Писательский Клуб - Константин Ваншенкин
Шрифт:
Интервал:
Закладка:
Разумеется, у Тарковского не могло быть подобных приступов, но жеманство в легкой, вполне простительной форме присутствовало. Не потому ли он и отметил эту сторону характера у Мандельштама?
Я никогда не называл его Арсением или Арсюшей, тем более на «ты», как иные мои сверстники. Меня такое коробило. А он от них терпел, ничего.
Впрочем, жену его, милую Татьяну Алексеевну Озерскую, переводчицу английской классики, я звал с самого начала знакомства Танечкой, так сложилось.

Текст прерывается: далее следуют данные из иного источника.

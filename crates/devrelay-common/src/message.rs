//! JSON message envelopes exchanged over the relay WebSocket.
//!
//! Every message is a JSON object tagged by a string `type` field. Inbound
//! fields stay loosely typed (`serde_json::Value`) so that a wrong field type
//! is answered by the relay's own validation rules instead of failing the
//! whole decode.

use crate::types::{DeviceId, Role, AUTH_OK};
use serde::{Deserialize, Serialize};
use serde_json::Value;
use thiserror::Error;

/// The payload was not a JSON object carrying a string `type`.
#[derive(Debug, Error)]
#[error("malformed message: {0}")]
pub struct ProtocolError(#[from] serde_json::Error);

/// Message sent by a device or controller to the relay.
#[derive(Debug, Clone, PartialEq, Serialize, Deserialize)]
#[serde(tag = "type", rename_all = "lowercase")]
pub enum ClientMessage {
    /// Handshake; only valid as the first message on a connection.
    Auth {
        /// Requested role, `device` or `controller`.
        #[serde(default, skip_serializing_if = "Option::is_none")]
        role: Option<Value>,
        /// Shared secret.
        #[serde(default, skip_serializing_if = "Option::is_none")]
        token: Option<Value>,
        /// Identity claimed by a device.
        #[serde(rename = "deviceId", default, skip_serializing_if = "Option::is_none")]
        device_id: Option<Value>,
    },
    /// Device telemetry to fan out to interested controllers.
    Telemetry {
        /// Opaque telemetry body.
        #[serde(default)]
        payload: Value,
    },
    /// Controller asks to receive telemetry from one device.
    Subscribe {
        /// Device of interest.
        #[serde(rename = "deviceId", default, skip_serializing_if = "Option::is_none")]
        device_id: Option<Value>,
    },
    /// Controller drops one device from its subscription set.
    Unsubscribe {
        /// Device no longer of interest.
        #[serde(rename = "deviceId", default, skip_serializing_if = "Option::is_none")]
        device_id: Option<Value>,
    },
    /// Controller command addressed to exactly one device.
    Command {
        /// Target device.
        #[serde(rename = "deviceId", default, skip_serializing_if = "Option::is_none")]
        device_id: Option<Value>,
        /// Opaque command body.
        #[serde(default, skip_serializing_if = "Option::is_none")]
        payload: Option<Value>,
    },
    /// Any `type` this relay does not know.
    #[serde(other)]
    Unknown,
}

impl ClientMessage {
    /// Decode one WebSocket payload.
    ///
    /// # Errors
    ///
    /// Returns [`ProtocolError`] if the bytes are not a JSON object with a
    /// string `type` field, or a known type carries a structurally wrong body.
    pub fn decode(data: &[u8]) -> Result<Self, ProtocolError> {
        Ok(serde_json::from_slice(data)?)
    }

    /// Wire name of the message type, for logging.
    #[must_use]
    pub fn kind(&self) -> &'static str {
        match self {
            Self::Auth { .. } => "auth",
            Self::Telemetry { .. } => "telemetry",
            Self::Subscribe { .. } => "subscribe",
            Self::Unsubscribe { .. } => "unsubscribe",
            Self::Command { .. } => "command",
            Self::Unknown => "unknown",
        }
    }

    /// Handshake for a device.
    #[must_use]
    pub fn auth_device(token: &str, device_id: &str) -> Self {
        Self::Auth {
            role: Some(Value::from(Role::Device.as_str())),
            token: Some(Value::from(token)),
            device_id: Some(Value::from(device_id)),
        }
    }

    /// Handshake for a controller.
    #[must_use]
    pub fn auth_controller(token: &str) -> Self {
        Self::Auth {
            role: Some(Value::from(Role::Controller.as_str())),
            token: Some(Value::from(token)),
            device_id: None,
        }
    }

    /// Telemetry from a device.
    #[must_use]
    pub fn telemetry(payload: Value) -> Self {
        Self::Telemetry { payload }
    }

    /// Subscribe to one device.
    #[must_use]
    pub fn subscribe(device_id: &str) -> Self {
        Self::Subscribe {
            device_id: Some(Value::from(device_id)),
        }
    }

    /// Unsubscribe from one device.
    #[must_use]
    pub fn unsubscribe(device_id: &str) -> Self {
        Self::Unsubscribe {
            device_id: Some(Value::from(device_id)),
        }
    }

    /// Command for one device.
    #[must_use]
    pub fn command(device_id: &str, payload: Value) -> Self {
        Self::Command {
            device_id: Some(Value::from(device_id)),
            payload: Some(payload),
        }
    }

    /// Serialize to a JSON string.
    ///
    /// # Errors
    ///
    /// Returns an error only if a payload value cannot be represented as JSON.
    pub fn encode(&self) -> Result<String, serde_json::Error> {
        serde_json::to_string(self)
    }
}

/// Borrow a field as a non-empty string, or `None` if absent, empty or not a string.
#[must_use]
pub fn non_empty_str(value: Option<&Value>) -> Option<&str> {
    value.and_then(Value::as_str).filter(|s| !s.is_empty())
}

/// Message sent by the relay to a device or controller.
#[derive(Debug, Clone, PartialEq, Serialize, Deserialize)]
#[serde(tag = "type", rename_all = "lowercase")]
pub enum ServerMessage {
    /// Successful handshake.
    Auth {
        /// Always `"ok"`.
        result: String,
        /// Confirmed role.
        role: Role,
        /// Confirmed identity, devices only.
        #[serde(rename = "deviceId", default, skip_serializing_if = "Option::is_none")]
        device_id: Option<DeviceId>,
    },
    /// Failure reply.
    Error {
        /// Human-readable failure class.
        message: String,
        /// Device the failure refers to, when there is one.
        #[serde(rename = "deviceId", default, skip_serializing_if = "Option::is_none")]
        device_id: Option<DeviceId>,
    },
    /// Telemetry fanned out to a controller.
    Telemetry {
        /// Originating device.
        #[serde(rename = "deviceId")]
        device_id: DeviceId,
        /// Payload exactly as the device sent it.
        #[serde(default)]
        payload: Value,
    },
    /// Command delivered to a device.
    Command {
        /// Payload exactly as the controller sent it.
        #[serde(default)]
        payload: Value,
    },
    /// Subscription acknowledgment.
    Subscribed {
        /// Device added to the set.
        #[serde(rename = "deviceId")]
        device_id: DeviceId,
    },
    /// Unsubscription acknowledgment.
    Unsubscribed {
        /// Device removed from the set.
        #[serde(rename = "deviceId")]
        device_id: DeviceId,
    },
    /// Generic success reply.
    Ok {
        /// What succeeded.
        message: String,
    },
}

impl ServerMessage {
    /// Handshake acknowledgment.
    #[must_use]
    pub fn auth_ok(role: Role, device_id: Option<DeviceId>) -> Self {
        Self::Auth {
            result: AUTH_OK.to_string(),
            role,
            device_id,
        }
    }

    /// Error reply without a device reference.
    #[must_use]
    pub fn error(message: &str) -> Self {
        Self::Error {
            message: message.to_string(),
            device_id: None,
        }
    }

    /// Error reply naming the device it concerns.
    #[must_use]
    pub fn device_error(message: &str, device_id: &str) -> Self {
        Self::Error {
            message: message.to_string(),
            device_id: Some(device_id.to_string()),
        }
    }

    /// Success reply.
    #[must_use]
    pub fn ok(message: &str) -> Self {
        Self::Ok {
            message: message.to_string(),
        }
    }

    /// Decode a relay message; used by clients and tests.
    ///
    /// # Errors
    ///
    /// Returns [`ProtocolError`] if the bytes are not a known relay message.
    pub fn decode(data: &[u8]) -> Result<Self, ProtocolError> {
        Ok(serde_json::from_slice(data)?)
    }

    /// Serialize to a JSON string.
    ///
    /// # Errors
    ///
    /// Returns an error only if a payload value cannot be represented as JSON.
    pub fn encode(&self) -> Result<String, serde_json::Error> {
        serde_json::to_string(self)
    }
}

У них была «Волга», Таня ее водила. Была своя дача, просторная квартира в Москве. Но они часто и подолгу обитали в подмосковных писательских домах. Предпочитали такой образ жизни.
Известно, что Набоков с женой в последний швейцарский период постоянно жили в гостинице. Но одно дело их комфортабельный фешенебельный отель под «пятью звездочками» и другое — Малеевка или Переделкино.
Тарковский, с постели, в пижаме, хромая, пробирается по коридору в душ или в туалет, а навстречу кто-то в заснеженной шубе или в лыжном костюме — с прогулки. И все это как-то слишком на виду.
И вместе с тем они были, что называется, светскими людьми. Таня подгоняла «Волгу», он садился впереди, рядом с ней, и ехали — на премьеру, на выставку, просто в ресторан.
С годами вокруг него, особенно в Переделкине, все заметнее клубилась молодежь. Наверное, это было ему необходимо. Приезжали из Москвы, просто так, поторчат и уедут.
«Волги» уже не было. Когда нужно было по делам в город, возил его чаще всего молодой поэт Саша Лаврин на своем «Запорожце» с ручным управлением. Тарковский так же не торопясь, с достоинством, устраивался впереди, примащивал палку.
Сегодня, когда оглядываешься на Арсения Александровича, отчетливо понимаешь, что он прожил трагическую жизнь.
Только подумайте, этот томный красавец смолоду, с войны десятилетиями жил тяжелым инвалидом, без ноги. Мы-то давно привыкли, но не он — и по утрам он часто выглядел особенно незащищенным от своей постоянной беды.
И еще — переводы. Печатать свое было очень трудно, а переводить — скажем честно — очень выгодно. Тогда переводы оборачивались многократно. Но многое ли осталось? Увы!.. В ту пору переводили почти все, однако большей частью эпизодически. И я тоже. А иных, кто всерьез втянулся в эту сферу, переводы попросту сломали.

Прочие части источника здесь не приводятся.